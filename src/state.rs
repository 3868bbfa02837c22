use std::collections::HashMap;
use std::sync::{Arc, Mutex};

use rusqlite::Connection;
use tokio::sync::OwnedMutexGuard;

use crate::config::AppConfig;
use crate::services::dialog::BookingDialog;
use crate::services::nlu::Recognizer;

pub struct AppState {
    pub db: Arc<Mutex<Connection>>,
    pub config: AppConfig,
    /// `None` when LUIS is not configured; the bot then books without NLU.
    pub recognizer: Option<Box<dyn Recognizer>>,
    pub booking_dialog: BookingDialog,
    pub turn_locks: TurnLocks,
}

/// One async lock per conversation, held from loading a turn's state to saving it.
#[derive(Default)]
pub struct TurnLocks {
    locks: Mutex<HashMap<String, Arc<tokio::sync::Mutex<()>>>>,
}

impl TurnLocks {
    /// Wait until no other turn is running on `conversation_id`.
    pub async fn acquire(&self, conversation_id: &str) -> OwnedMutexGuard<()> {
        let lock = {
            let mut locks = self.locks.lock().unwrap();
            // Entries only the map refers to have no holder and no waiter.
            locks.retain(|_, lock| Arc::strong_count(lock) > 1);
            locks.entry(conversation_id.to_string()).or_default().clone()
        };
        lock.lock_owned().await
    }

    pub fn len(&self) -> usize {
        self.locks.lock().unwrap().len()
    }

    pub fn is_empty(&self) -> bool {
        self.len() == 0
    }
}
use std::sync::Arc;

use axum::extract::{Path, State};
use axum::http::{HeaderMap, StatusCode};
use axum::Json;

use crate::db::queries;
use crate::errors::AppError;
use crate::models::Conversation;
use crate::state::AppState;

use super::authorize;

pub async fn get_conversation(
    State(state): State<Arc<AppState>>,
    headers: HeaderMap,
    Path(id): Path<String>,
) -> Result<Json<Conversation>, AppError> {
    authorize(&state, &headers)?;

    let conv = {
        let db = state.db.lock().unwrap();
        queries::get_conversation(&db, &id)?
    };

    conv.map(Json)
        .ok_or_else(|| AppError::NotFound(format!("conversation {id}")))
}

pub async fn delete_conversation(
    State(state): State<Arc<AppState>>,
    headers: HeaderMap,
    Path(id): Path<String>,
) -> Result<StatusCode, AppError> {
    authorize(&state, &headers)?;

    // Don't let an in-flight turn save over the reset.
    let _turn = state.turn_locks.acquire(&id).await;

    let deleted = {
        let db = state.db.lock().unwrap();
        queries::delete_conversation(&db, &id)?
    };

    if deleted {
        tracing::info!(conversation = %id, "conversation reset");
        Ok(StatusCode::NO_CONTENT)
    } else {
        Err(AppError::NotFound(format!("conversation {id}")))
    }
}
================
(ABOUT THIS TASK)
Filter these records, keeping every line where the word "StatusCode" occurs.

(RESPONSE FOR THIS EXERCISE)
use axum::http::{HeaderMap, StatusCode};
) -> Result<StatusCode, AppError> {
        Ok(StatusCode::NO_CONTENT)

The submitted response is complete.